Forget "multitasking"

Jumping from one task to another may seem like a fantastic way to increase productivity, but over time you'll find that this deceptive feeling only leads to diluted focus and doesn't work well for most people. Doing math in Excel, answering emails, and talking on the phone all at the same time will lead to negative results across the board.

Organization, organization, organization

Even if you are a naturally disorganized person, scheduling tasks allows you to spread your tasks out over time, which will greatly reduce your stress at work. You'll say that it's easy in theory and that new tasks constantly mess up your schedule.
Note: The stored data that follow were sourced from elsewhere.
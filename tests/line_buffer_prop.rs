//! Reversible command property tests
//!
//! Every command applied to an arbitrary buffer must undo back to the exact
//! previous state, and failing commands must not change anything.

use lineed::buffer::LineBuffer;
use lineed::editor::{EditCommand, LineEditor};
use lineed::error::BufferError;
use lineed::file::VecLineSource;
use proptest::prelude::*;
use proptest::test_runner::Config as ProptestConfig;

fn small_lines() -> impl Strategy<Value = Vec<String>> {
    proptest::collection::vec("[a-z ]{0,8}", 0..12)
}

fn buffer_strategy() -> impl Strategy<Value = LineBuffer> {
    (small_lines(), 0usize..16).prop_map(|(lines, current)| {
        let mut buffer = LineBuffer::from_lines(lines);
        if buffer.size() > 0 {
            let _ = buffer.goto_line(current % buffer.size() + 1);
        }
        buffer
    })
}

fn command_strategy() -> impl Strategy<Value = EditCommand> {
    prop_oneof![
        (0usize..16, small_lines()).prop_map(|(after, lines)| EditCommand::InsertLines { after, lines }),
        (0usize..16, 0usize..16).prop_map(|(start, end)| EditCommand::DeleteLines { start, end }),
        (0usize..16).prop_map(|line| EditCommand::Goto { line }),
        small_lines().prop_map(|lines| EditCommand::BulkReplace { lines }),
    ]
}

proptest! {
    #![proptest_config(ProptestConfig { cases: 256, .. ProptestConfig::default() })]

    #[test]
    fn apply_then_undo_restores_buffer(
        buffer in buffer_strategy(),
        command in command_strategy()
    ) {
        let mut working = buffer.clone();
        match command.apply(&mut working) {
            Ok(applied) => {
                prop_assert!(working.current_line_number() <= working.size());
                prop_assert_eq!(working.current_line_number() == 0, working.size() == 0);
                applied.undo(&mut working).unwrap();
                prop_assert_eq!(working, buffer);
            }
            Err(_) => prop_assert_eq!(working, buffer),
        }
    }

    #[test]
    fn ranges_return_exact_line_counts(
        buffer in buffer_strategy(),
        start in 0usize..16,
        end in 0usize..16
    ) {
        let valid = start >= 1 && start <= end && end <= buffer.size();
        match buffer.lines_in_range(start, end) {
            Ok(lines) => {
                if valid {
                    prop_assert_eq!(lines.len(), end - start + 1);
                    prop_assert_eq!(lines, &buffer.lines()[start - 1..end]);
                } else {
                    // only the empty-buffer sentinel succeeds outside the valid range
                    prop_assert!(buffer.size() == 0 && start == 0 && end == 0);
                }
            }
            Err(err) => {
                prop_assert!(!valid);
                let is_range_error = matches!(err, BufferError::Range { .. });
                prop_assert!(is_range_error);
            }
        }
    }

    #[test]
    fn failed_engine_operations_keep_undo_slot(
        initial in small_lines(),
        start in 0usize..20,
        end in 0usize..20
    ) {
        let mut editor = LineEditor::new();
        editor.read_buffer(&mut VecLineSource::new(initial.clone())).unwrap();
        let before = editor.buffer().clone();

        if editor.delete_lines(start, end).is_err() {
            prop_assert_eq!(editor.buffer(), &before);
            // the load is still the held command, so undo empties the buffer
            editor.undo().unwrap();
            prop_assert_eq!(editor.size(), 0);
        } else {
            editor.undo().unwrap();
            prop_assert_eq!(editor.buffer(), &before);
        }
    }
}
//! エラーハンドリングシステム
//!
//! lineed 全体で使用される統一されたエラー型とユーティリティを定義
//! バッファ操作のエラーはすべて非致命的：状態は呼び出し前のまま残り、セッションが `?` として表示する

use thiserror::Error;

/// アプリケーション全体のエラー型
#[derive(Error, Debug, Clone, PartialEq, Eq)]
pub enum LineedError {
    /// バッファ操作エラー
    #[error(transparent)]
    Buffer(#[from] BufferError),

    /// 行ソース（ファイル読み込み）エラー
    #[error(transparent)]
    Source(#[from] SourceError),

    /// 入力処理エラー
    #[error(transparent)]
    Input(#[from] InputError),

    /// 設定エラー
    #[error(transparent)]
    Config(#[from] ConfigError),
}

/// バッファ操作固有のエラー
#[derive(Error, Debug, Clone, PartialEq, Eq)]
pub enum BufferError {
    /// 行番号が `[1, size]` の外、または start > end
    #[error("line range {start},{end} is invalid for a buffer of {size} lines")]
    Range { start: usize, end: usize, size: usize },

    /// 解決できないアドレス
    #[error("invalid address: {token:?}")]
    Address { token: String },

    #[error("nothing to undo")]
    NothingToUndo,
}

/// 行ソース固有のエラー
#[derive(Error, Debug, Clone, PartialEq, Eq)]
pub enum SourceError {
    #[error("cannot open {path}: no such file")]
    NotFound { path: String },

    #[error("cannot open {path}: permission denied")]
    PermissionDenied { path: String },

    #[error("invalid path: {path}")]
    InvalidPath { path: String },

    #[error("read error: {message}")]
    Io { message: String },
}

/// 入力処理固有のエラー
#[derive(Error, Debug, Clone, PartialEq, Eq)]
pub enum InputError {
    #[error("unknown command: {command:?}")]
    UnknownCommand { command: String },

    #[error("no filename")]
    MissingFileName,

    #[error("file is read-only")]
    ReadOnly,
}

/// 設定固有のエラー
#[derive(Error, Debug, Clone, PartialEq, Eq)]
pub enum ConfigError {
    #[error("invalid configuration file {path}: {message}")]
    InvalidFile { path: String, message: String },

    #[error("invalid value for {key}: {value}")]
    InvalidValue { key: String, value: String },

    #[error("missing value for {flag}")]
    MissingValue { flag: String },

    #[error("unknown flag: {flag}")]
    UnknownFlag { flag: String },
}

/// エラー表示情報
///
/// ed の慣習どおり通常は `?` のみを表示し、詳細は `h` コマンドまたは冗長モードで示す
#[derive(Debug, Clone, PartialEq, Eq)]
pub struct ErrorDisplay {
    /// 詳細メッセージ
    pub message: String,
    /// `?` の直後に常に付ける短いヒント
    pub hint: Option<&'static str>,
}

impl ErrorDisplay {
    pub fn new(error: &LineedError) -> Self {
        let hint = match error {
            LineedError::Input(InputError::ReadOnly) => Some("file is read-only"),
            LineedError::Input(InputError::MissingFileName) => Some("no filename"),
            _ => None,
        };

        Self {
            message: error.to_string(),
            hint,
        }
    }

    /// 出力する診断行を生成
    pub fn diagnostic_lines(&self, verbose: bool) -> Vec<String> {
        let mut lines = vec![format!("?{}", self.hint.unwrap_or(""))];
        if verbose && self.hint.is_none() {
            lines.push(self.message.clone());
        }
        lines
    }
}

/// パニックハンドラの設定
pub fn setup_panic_handler() {
    std::panic::set_hook(Box::new(|panic_info| {
        let location = panic_info
            .location()
            .map(|loc| format!("{}:{}", loc.file(), loc.line()))
            .unwrap_or_else(|| "unknown location".to_string());

        let message = if let Some(s) = panic_info.payload().downcast_ref::<&str>() {
            s
        } else if let Some(s) = panic_info.payload().downcast_ref::<String>() {
            s
        } else {
            "Unknown panic payload"
        };

        log::error!("panic at {}: {}", location, message);
        eprintln!("PANIC at {}: {}", location, message);
        eprintln!("Stack trace: {}", std::backtrace::Backtrace::capture());

        std::process::exit(1);
    }));
}

/// プロジェクト標準のResult型
pub type Result<T> = std::result::Result<T, LineedError>;

/// 各モジュール固有のResult型
pub mod buffer {
    pub type Result<T> = std::result::Result<T, super::BufferError>;
}

pub mod source {
    pub type Result<T> = std::result::Result<T, super::SourceError>;
}

impl From<std::io::Error> for SourceError {
    fn from(error: std::io::Error) -> Self {
        SourceError::Io {
            message: error.to_string(),
        }
    }
}

#[cfg(test)]
mod tests {
    use super::*;

    #[test]
    fn test_buffer_errors_render_as_bare_question_mark() {
        let error = LineedError::from(BufferError::Range { start: 4, end: 4, size: 2 });
        let display = ErrorDisplay::new(&error);

        assert_eq!(display.diagnostic_lines(false), vec!["?".to_string()]);
        assert_eq!(
            display.diagnostic_lines(true),
            vec!["?".to_string(), "line range 4,4 is invalid for a buffer of 2 lines".to_string()]
        );
    }

    #[test]
    fn test_read_only_always_carries_hint() {
        let display = ErrorDisplay::new(&InputError::ReadOnly.into());
        assert_eq!(display.diagnostic_lines(false), vec!["?file is read-only".to_string()]);
        assert_eq!(display.diagnostic_lines(true), vec!["?file is read-only".to_string()]);
    }

    #[test]
    fn test_nothing_to_undo_message() {
        let display = ErrorDisplay::new(&BufferError::NothingToUndo.into());
        assert_eq!(display.message, "nothing to undo");
        assert_eq!(display.hint, None);
    }

    #[test]
    fn test_config_errors_are_explained() {
        let error = LineedError::from(ConfigError::UnknownFlag { flag: "--frobnicate".to_string() });
        assert_eq!(
            ErrorDisplay::new(&error).diagnostic_lines(true),
            vec!["?".to_string(), "unknown flag: --frobnicate".to_string()]
        );
    }

    #[test]
    fn test_io_error_conversion() {
        let io_error = std::io::Error::new(std::io::ErrorKind::Other, "disk on fire");
        let source_error: SourceError = io_error.into();

        match source_error {
            SourceError::Io { message } => assert!(message.contains("disk on fire")),
            _ => panic!("Expected Io error"),
        }
    }
}
use std::fmt;

use serde::Serialize;
use thiserror::Error;

/// Which collection an embedding came from.
#[derive(Debug, Clone, Copy, PartialEq, Eq, Serialize)]
#[serde(rename_all = "snake_case")]
pub enum Side {
    Detected,
    Reference,
}

impl fmt::Display for Side {
    fn fmt(&self, f: &mut fmt::Formatter<'_>) -> fmt::Result {
        match self {
            Side::Detected => f.write_str("detected"),
            Side::Reference => f.write_str("reference"),
        }
    }
}

/// Why a single embedding was rejected.
#[derive(Debug, Clone, PartialEq, Serialize)]
#[serde(tag = "kind", rename_all = "snake_case")]
pub enum InvalidReason {
    /// Zero-length vector.
    Empty,
    /// NaN or infinite component at `position`.
    NonFinite { position: usize },
    /// Length differs from the first embedding on the same side.
    InconsistentLength { expected: usize, actual: usize },
}

impl fmt::Display for InvalidReason {
    fn fmt(&self, f: &mut fmt::Formatter<'_>) -> fmt::Result {
        match self {
            InvalidReason::Empty => f.write_str("embedding has no components"),
            InvalidReason::NonFinite { position } => {
                write!(f, "non-finite value at component {position}")
            }
            InvalidReason::InconsistentLength { expected, actual } => {
                write!(f, "length {actual} differs from {expected} on the same side")
            }
        }
    }
}

/// Coarse error taxonomy surfaced to callers.
#[derive(Debug, Clone, Copy, PartialEq, Eq, Serialize)]
#[serde(rename_all = "snake_case")]
pub enum ErrorClass {
    /// The request itself is malformed; nothing was attempted.
    InputValidation,
    /// Upstream model or enrollment data is inconsistent.
    DataIntegrity,
}

#[derive(Error, Debug, Clone, PartialEq)]
pub enum ReconcileError {
    #[error(
        "detected embeddings are {detected_dim}-dimensional but reference embeddings are \
         {reference_dim}-dimensional; students need to re-enroll with the current model"
    )]
    DimensionMismatch {
        detected_dim: usize,
        reference_dim: usize,
    },
    #[error("invalid {side} embedding at index {index}: {reason}")]
    InvalidEmbedding {
        side: Side,
        index: usize,
        reason: InvalidReason,
    },
    #[error("roster is empty but {detected} faces were detected")]
    EmptyRoster { detected: usize },
    #[error("{field} has {actual} entries, expected {expected}")]
    InputLengthMismatch {
        field: &'static str,
        expected: usize,
        actual: usize,
    },
    #[error("student id {0:?} appears more than once in the roster")]
    DuplicateStudentId(String),
    #[error("threshold {0} is outside (0, 1]")]
    InvalidThreshold(f32),
    #[error("tier cut points must be finite and strictly ordered (high {high} > medium {medium} > low {low})")]
    InvalidTierCutPoints { high: f32, medium: f32, low: f32 },
}

impl ReconcileError {
    /// Stable machine-readable identifier.
    pub fn kind(&self) -> &'static str {
        match self {
            ReconcileError::DimensionMismatch { .. } => "dimension_mismatch",
            ReconcileError::InvalidEmbedding { .. } => "invalid_embedding",
            ReconcileError::EmptyRoster { .. } => "empty_roster",
            ReconcileError::InputLengthMismatch { .. } => "input_length_mismatch",
            ReconcileError::DuplicateStudentId(_) => "duplicate_student_id",
            ReconcileError::InvalidThreshold(_) => "invalid_threshold",
            ReconcileError::InvalidTierCutPoints { .. } => "invalid_tier_cut_points",
        }
    }

    pub fn class(&self) -> ErrorClass {
        match self {
            ReconcileError::DimensionMismatch { .. } | ReconcileError::InvalidEmbedding { .. } => {
                ErrorClass::DataIntegrity
            }
            _ => ErrorClass::InputValidation,
        }
    }
}

/// Serialized form of an error for callers that speak JSON.
#[derive(Debug, Clone, Serialize)]
pub struct ErrorBody {
    pub kind: &'static str,
    pub class: ErrorClass,
    pub message: String,
}

impl From<&ReconcileError> for ErrorBody {
    fn from(err: &ReconcileError) -> Self {
        Self {
            kind: err.kind(),
            class: err.class(),
            message: err.to_string(),
        }
    }
}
Yes, that's why we keep coming back to the point where you need to initiate a conversation with your supervisor and discuss the priorities of the expected work.

By staying organized, you can also avoid the negative effects of work overload.

Resolving problems

When a problem arises, many people simply block, panic - the stress is there.

Build a strategy where you follow specific steps to resolve it:

  • Define the problem;
  • Consider options for resolving it;
  • Make an action plan;
  • Discuss with a colleague/supervisor.

Feel comfortable and at work

You may not have thought about it, but physical comfort is extremely important in controlling stress at work.

  • The chair - you practically live in it during the day (mainly applies to people who work on a computer). Make sure you have a comfortable workstation. No one wants to bring back or lower back pain from work;
  • Desk - arrange it so it feels like home;
  • Music - make a favourite music list that helps you concentrate;
  • Light - direct light into the monitor or sparkling sun behind it are not helpers. Don't strain your eyes further;

Take some time for yourself - for example for a short walk. Don't forget your lunch break.

In conclusion, stress is manageable. Identify its source and try different techniques to reduce it. It will always be around us, but the important thing is not to give in to it!